Computer Vision For All - Object Tracking With YOLO and Python

Introduction

In the ever-evolving realm of computer vision and artificial intelligence, object tracking is a pivotal concept with diverse applications, from autonomous vehicles to surveillance systems. YOLOv8, a state-of-the-art real-time object detection framework, has gained significant attention. In this blog post, we explore the world of YOLOv8 object tracking, showcasing its capabilities and adding intelligence by analyzing tracked object statistics.

Our Python-based project harnesses YOLOv8's power for highly accurate real-time object tracking. But we go a step further by examining tracked objects' movements, measuring distances traveled in pixels, and calculating average speeds. This approach offers a comprehensive understanding of how these objects behave in their environment.

Whether you're a computer vision enthusiast, a developer looking to add object tracking to your applications, or someone intrigued by AI, this post aims to inspire and educate. We dive into YOLOv8's potential, technical intricacies of object tracking, and how to gain insights into tracked object motion. By the end, you'll have the knowledge and tools to implement your object tracking solutions and a deeper understanding of the dynamic world within your videos and images.

Libraries and References

For our object tracking project, we rely on two main libraries:

OpenCV: Used for opening video streams, frame drawing, and more. It's a versatile open-source software library for computer vision and image processing, making it valuable for object detection, facial recognition, image stitching, and motion tracking.

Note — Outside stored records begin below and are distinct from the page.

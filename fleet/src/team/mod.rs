//! Team coordination: a team is an agent (`team:<name>`) whose `respond` dispatches either
//! into a registered team service (`event_type == team_service`) or into a pluggable
//! [`Collaboration`] strategy.

pub mod centralized;
pub mod decentralized;
pub mod services;

use async_trait::async_trait;
use fleet_wire::{AgentId, Envelope, EventType};
use serde_json::Value;

use crate::agent::Agent;
use crate::context::AgentContext;
use crate::error::FleetResult;
use crate::state::{AgentState, TeamState};

/// A team's coordination policy: how inbound requests from members (or outsiders) become
/// dispatches to the rest of the team, and what happens on each scheduler tick.
#[async_trait]
pub trait Collaboration: Send + Sync {
    async fn process_message(
        &self,
        team_id: &AgentId,
        members: &[AgentId],
        state: &mut TeamState,
        incoming: &Envelope,
    ) -> FleetResult<Vec<Envelope>>;

    /// Called on every team iterate, independent of whether a message arrived. Used by
    /// time-boxed strategies (e.g. decentralized voting) to poll for a decision or expire
    /// a stale task.
    async fn iterate(
        &self,
        _team_id: &AgentId,
        _members: &[AgentId],
        _state: &mut TeamState,
    ) -> FleetResult<Vec<Envelope>> {
        Ok(Vec::new())
    }
}

/// An in-team auxiliary actor (voting, scratchpad, storage, toolbox) addressed by
/// `team_service` envelopes. Each service owns one slice of [`TeamState::data_stores`],
/// keyed by [`TeamService::name`].
#[async_trait]
pub trait TeamService: Send + Sync {
    fn name(&self) -> &str;

    /// Returns `Ok(Some(replies))` if this service handled the envelope (matched one of
    /// its own action names), `Ok(None)` if it's not this service's concern so the
    /// coordinator should try the next one.
    async fn handle(&self, state: &mut TeamState, incoming: &Envelope) -> FleetResult<Option<Vec<Envelope>>>;
}

/// The team-level agent implementation: wires a [`Collaboration`] strategy and a list of
/// [`TeamService`]s together behind the ordinary [`Agent`] interface, so a team is spawned
/// and hosted exactly like any other agent.
pub struct Team {
    pub team_id: AgentId,
    pub members: Vec<AgentId>,
    collaboration: Box<dyn Collaboration>,
    services: Vec<Box<dyn TeamService>>,
}

impl Team {
    pub fn new(team_id: AgentId, members: Vec<AgentId>, collaboration: Box<dyn Collaboration>) -> Self {
        Self {
            team_id,
            members,
            collaboration,
            services: Vec::new(),
        }
    }

    pub fn with_service(mut self, service: Box<dyn TeamService>) -> Self {
        self.services.push(service);
        self
    }

    pub async fn iterate_tick(&self, state: &mut TeamState) -> FleetResult<Vec<Envelope>> {
        self.collaboration.iterate(&self.team_id, &self.members, state).await
    }

    pub async fn respond_team(&self, state: &mut TeamState, incoming: &Envelope) -> FleetResult<Vec<Envelope>> {
        if matches!(incoming.event_type, EventType::TeamService) {
            for service in &self.services {
                if let Some(replies) = service.handle(state, incoming).await? {
                    return Ok(replies);
                }
            }
            return Ok(Vec::new());
        }
        self.collaboration
            .process_message(&self.team_id, &self.members, state, incoming)
            .await
    }

    /// `Team` is hosted like any other agent, but its coordination data (task queue,
    /// votes, scratchpads, ...) is a [`TeamState`], not the plain [`AgentState`] the
    /// uniform [`Agent`] interface threads through the worker loop. `AgentState::custom`
    /// is the one free-form slot that interface reserves for the hosted implementation,
    /// so a team round-trips its `data_stores` through it rather than losing them between
    /// calls — without this, every `respond`/`tick` would start the team from a blank
    /// collaboration state.
    fn load_team_state(&self, state: &AgentState) -> TeamState {
        let data_stores = match &state.custom {
            Value::Null => Default::default(),
            other => serde_json::from_value(other.clone()).unwrap_or_default(),
        };
        TeamState {
            agent_state: state.clone(),
            data_stores,
        }
    }

    fn save_team_state(&self, state: &mut AgentState, team_state: TeamState) {
        let data_stores_json = serde_json::to_value(&team_state.data_stores).unwrap_or(Value::Null);
        *state = team_state.agent_state;
        state.custom = data_stores_json;
    }
}

#[async_trait]
impl Agent for Team {
    async fn respond(
        &self,
        _context: &mut AgentContext,
        state: &mut AgentState,
        incoming: &Envelope,
        _view: &[Envelope],
    ) -> FleetResult<Vec<Envelope>> {
        let mut team_state = self.load_team_state(state);
        let replies = self.respond_team(&mut team_state, incoming).await?;
        self.save_team_state(state, team_state);
        Ok(replies)
    }

    /// Drives the collaboration strategy's time-boxed polling (spec §4.6.2) once per
    /// worker-loop tick, independent of whether a message just arrived.
    async fn tick(&self, state: &mut AgentState) -> FleetResult<Vec<Envelope>> {
        let mut team_state = self.load_team_state(state);
        let replies = self.iterate_tick(&mut team_state).await?;
        self.save_team_state(state, team_state);
        Ok(replies)
    }

    fn name(&self) -> &str {
        self.team_id.as_str()
    }
}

OpenCV's popularity stems from its efficiency, ease of use, and extensive community support, making it a preferred choice in various fields, including robotics, machine learning, and computer vision.
Ultralytics: An open-source software framework focused on computer vision and deep learning. It streamlines the development of object detection, image classification, and other machine learning tasks. Ultralytics is popular for its user-friendly nature, comprehensive documentation, and seamless integration with PyTorch, a leading deep learning framework. It simplifies complex tasks like training and deploying neural networks for applications like autonomous vehicles, surveillance systems, and medical image analysis, earning recognition as an essential resource in the deep learning and computer vision community.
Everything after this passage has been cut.